What Happens When You Quit Smoking?

Well, I’ve made it five days. Of course, I’m ‘cheating’ and using the good old nicotine patch. After two weeks on the nicotine patch I’ll discontinue use and go it alone. At this point I actually feel pretty good. I’m not having trouble with triggers probably mostly due to the fact that I have the patch. I’m still chewing gum if I really feel like I want to have a cigarette, but for the most part it’s maybe one piece of gum a day. Shockingly enough it hasn’t bothered me if my husband is smoking.

I thought since others might be interested in learning what happens to a person after they quit smoking that I’d post a short list. Some of these I had no idea even happened, or were an issue quite honestly. Shows how completely uniformed I was as a smoker. It was such a habit that the health side effects weren’t really important.

In 20 minutes your blood pressure will drop back down to normal.

In 8 hours the carbon monoxide (a toxic gas) levels in your blood stream will drop by half, and oxygen levels will return to normal.

In 48 hours your chance of having a heart attack will have decreased. All nicotine will have left your body. Your sense of taste and smell will return to a normal level.

In 72 hours your bronchial tubes will relax, and your energy levels will increase.

In 2 weeks your circulation will increase, and it will continue to improve for the next 10 weeks.

In three to nine months coughs, wheezing and breathing problems will dissipate as your lung capacity improves by 10%.

In 1 year your risk of having a heart attack will have dropped by half.

In 5 years your risk of having a stroke returns to that of a non-smoker.

In 10 years your risk of lung cancer will have returned to that of a non-smoker.
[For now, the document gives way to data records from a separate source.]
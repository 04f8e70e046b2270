//! PostgreSQL source/target client.

use super::{catalog_column, fingerprint, FingerprintQuery, STREAM_CHANNEL_DEPTH};
use crate::config::DbConfig;
use crate::dialect::{self, Platform};
use crate::error::{CompareError, Result};
use crate::model::{CatalogColumn, CatalogTable, RowFingerprint};
use futures::{pin_mut, TryStreamExt};
use tokio::sync::mpsc;
use tokio_postgres::types::ToSql;
use tokio_postgres::{Client, Config as PgConfig, NoTls};
use tokio_postgres_rustls::MakeRustlsConnect;
use tracing::{debug, info};

/// A single PostgreSQL connection. Extractors connect one each; sharing a
/// connection across workers is never done.
pub struct PgClient {
    client: Client,
}

impl PgClient {
    pub async fn connect(role: &str, cfg: &DbConfig) -> Result<PgClient> {
        let mut pg_config = PgConfig::new();
        pg_config
            .host(&cfg.host)
            .port(cfg.port)
            .dbname(&cfg.dbname)
            .user(&cfg.user)
            .password(&cfg.password);

        let client = match super::tls::build_tls_config(role, &cfg.sslmode)? {
            None => {
                let (client, connection) = pg_config
                    .connect(NoTls)
                    .await
                    .map_err(|e| CompareError::connect(role, e))?;
                tokio::spawn(async move {
                    if let Err(e) = connection.await {
                        debug!("postgres connection closed: {}", e);
                    }
                });
                client
            }
            Some(tls) => {
                let connector = MakeRustlsConnect::new(tls);
                let (client, connection) = pg_config
                    .connect(connector)
                    .await
                    .map_err(|e| CompareError::connect(role, e))?;
                tokio::spawn(async move {
                    if let Err(e) = connection.await {
                        debug!("postgres connection closed: {}", e);
                    }
                });
                client
            }
        };

        // Timestamp canonicalization assumes a UTC session.
        client.simple_query("SET TIME ZONE 'UTC'").await?;

        info!(
            "Connected to PostgreSQL {}: {}:{}/{}",
            role, cfg.host, cfg.port, cfg.dbname
        );
        Ok(PgClient { client })
    }

    pub fn stream_fingerprints(
        self,
        query: FingerprintQuery,
    ) -> mpsc::Receiver<Result<Vec<RowFingerprint>>> {
        let (tx, rx) = mpsc::channel(STREAM_CHANNEL_DEPTH);
        tokio::spawn(async move {
            let result = async {
                let params: Vec<&(dyn ToSql + Sync)> = Vec::new();
                let stream = self.client.query_raw(query.sql.as_str(), params).await?;
                pin_mut!(stream);

                let mut batch = Vec::with_capacity(query.fetch_size);
                while let Some(row) = stream.try_next().await? {
                    batch.push(fingerprint(
                        query.tid,
                        row.get(0),
                        row.get(1),
                        row.get(2),
                    ));
                    if batch.len() >= query.fetch_size {
                        let full = std::mem::replace(
                            &mut batch,
                            Vec::with_capacity(query.fetch_size),
                        );
                        if tx.send(Ok(full)).await.is_err() {
                            return Ok(());
                        }
                    }
                }
                if !batch.is_empty() {
                    let _ = tx.send(Ok(batch)).await;
                }
                Ok::<(), CompareError>(())
            }
            .await;

            if let Err(e) = result {
                let _ = tx.send(Err(e)).await;
            }
        });
        rx
    }

    pub async fn fetch_fingerprint(
        &mut self,
        sql: &str,
        binds: &[String],
        tid: i32,
    ) -> Result<Option<RowFingerprint>> {
        let params: Vec<&(dyn ToSql + Sync)> =
            binds.iter().map(|b| b as &(dyn ToSql + Sync)).collect();
        let row = self.client.query_opt(sql, &params).await?;
        Ok(row.map(|r| fingerprint(tid, r.get(0), r.get(1), r.get(2))))
    }

    pub async fn query_catalog_columns(
        &mut self,
        schema: &str,
        table: &str,
    ) -> Result<Vec<CatalogColumn>> {
        let sql = dialect::select_columns_sql(Platform::Postgres);
        let rows = self.client.query(sql, &[&schema, &table]).await?;
        Ok(rows
            .iter()
            .map(|r| {
                catalog_column(
                    r.get(0),
                    r.get(1),
                    r.get(2),
                    r.get(3),
                    r.get(4),
                    r.get(5),
                    r.get(6),
                    r.get::<_, &str>(7),
                    r.get::<_, &str>(8),
                )
            })
            .collect())
    }

    pub async fn query_catalog_tables(&mut self, schema: &str) -> Result<Vec<CatalogTable>> {
        let sql = dialect::select_tables_sql(Platform::Postgres);
        let rows = self.client.query(sql, &[&schema]).await?;
        Ok(rows
            .iter()
            .map(|r| CatalogTable {
                owner: r.get(0),
                table_name: r.get(1),
            })
            .collect())
    }
}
In 15 years your risk of heart attack will have returned to that of a non-smoker.


1 Comment »

  1. B said

    This is why I wish my Mom could get up the nerve to stop smoking. It worries me so much — she’s smoked since she was about 15 or so. I’ve nearly given up on her quitting.

    Keep going strong, I know you’ll succeed! I’ve heard keeping busy (to keep your mind off of it) is key.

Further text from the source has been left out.